Data entries:
○ ○ ○

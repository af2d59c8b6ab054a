//! Event ingress: the push path from journals into the board actor.
//!
//! An `EventSender` may be cloned into any number of producer tasks and
//! called at any rate. It never blocks the caller beyond the enqueue
//! itself: a full queue drops the event and reports it, relying on the
//! next reconciliation pass to self-heal.
//!
//! Each sender is stamped with the registry epoch current at subscription
//! time. `unregister_all` bumps the epoch, so events from de-registered
//! journals (including ones already queued) are discarded by the actor
//! instead of resurrecting rows after a reset.

use tokio::sync::mpsc;
use tracing::debug;

use posboard_core::PositionSnapshot;

use crate::board::PositionBoardMsg;
use crate::diagnostics::{DynDiagnostics, Severity};

/// Non-blocking, epoch-stamped sender for position change notifications.
#[derive(Clone)]
pub struct EventSender {
    tx: mpsc::Sender<PositionBoardMsg>,
    epoch: u64,
    diagnostics: DynDiagnostics,
}

impl EventSender {
    pub(crate) fn new(
        tx: mpsc::Sender<PositionBoardMsg>,
        epoch: u64,
        diagnostics: DynDiagnostics,
    ) -> Self {
        Self {
            tx,
            epoch,
            diagnostics,
        }
    }

    /// Notify the board that a position changed.
    ///
    /// Callable from any task or thread. Never blocks: if the board queue
    /// is full the event is dropped and reported, and the position will be
    /// picked up by the next reconciliation pass.
    pub fn position_changed(&self, snapshot: PositionSnapshot) {
        let number = snapshot.number;
        match self.tx.try_send(PositionBoardMsg::PositionChanged {
            snapshot,
            epoch: self.epoch,
        }) {
            Ok(()) => {}
            Err(mpsc::error::TrySendError::Full(_)) => {
                self.diagnostics.report(
                    &format!("board queue full, dropped update for position {number}"),
                    Severity::Error,
                );
            }
            Err(mpsc::error::TrySendError::Closed(_)) => {
                debug!(position = %number, "board channel closed, dropping position event");
            }
        }
    }
}

#[cfg(test)]
mod tests {
    use super::*;
    use chrono::Utc;
    use std::sync::Arc;

    use posboard_core::{Direction, PositionNumber, PositionSnapshot, PositionState};

    use crate::diagnostics::CollectingDiagnostics;

    fn sample(number: u64) -> PositionSnapshot {
        PositionSnapshot::new(
            PositionNumber::new(number),
            PositionState::Open,
            "bot-a",
            "BTCUSDT",
            Direction::Buy,
            Utc::now(),
        )
    }

    #[tokio::test]
    async fn test_full_queue_drops_and_reports() {
        let (tx, mut rx) = mpsc::channel(1);
        let diagnostics = Arc::new(CollectingDiagnostics::new());
        let sender = EventSender::new(tx, 0, diagnostics.clone());

        sender.position_changed(sample(1));
        sender.position_changed(sample(2));

        // First event sits in the queue, second was dropped and reported.
        assert_eq!(diagnostics.error_count(), 1);
        assert!(diagnostics.reports()[0].1.contains("#2"));

        let msg = rx.recv().await.unwrap();
        assert!(
            matches!(msg, PositionBoardMsg::PositionChanged { snapshot, .. } if snapshot.number == PositionNumber::new(1))
        );
    }

    #[tokio::test]
    async fn test_closed_channel_is_silent() {
        let (tx, rx) = mpsc::channel(1);
        drop(rx);
        let diagnostics = Arc::new(CollectingDiagnostics::new());
        let sender = EventSender::new(tx, 0, diagnostics.clone());

        sender.position_changed(sample(3));

        // Closed channel is a shutdown condition, not a reportable error.
        assert_eq!(diagnostics.error_count(), 0);
    }
}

○ ○ ○

→ YOUR OBJECTIVE: Filter the records above and copy every line that contains the word "reported".

→ SOLUTION TO THIS TASK:
    /// is full the event is dropped and reported, and the position will be
        // First event sits in the queue, second was dropped and reported.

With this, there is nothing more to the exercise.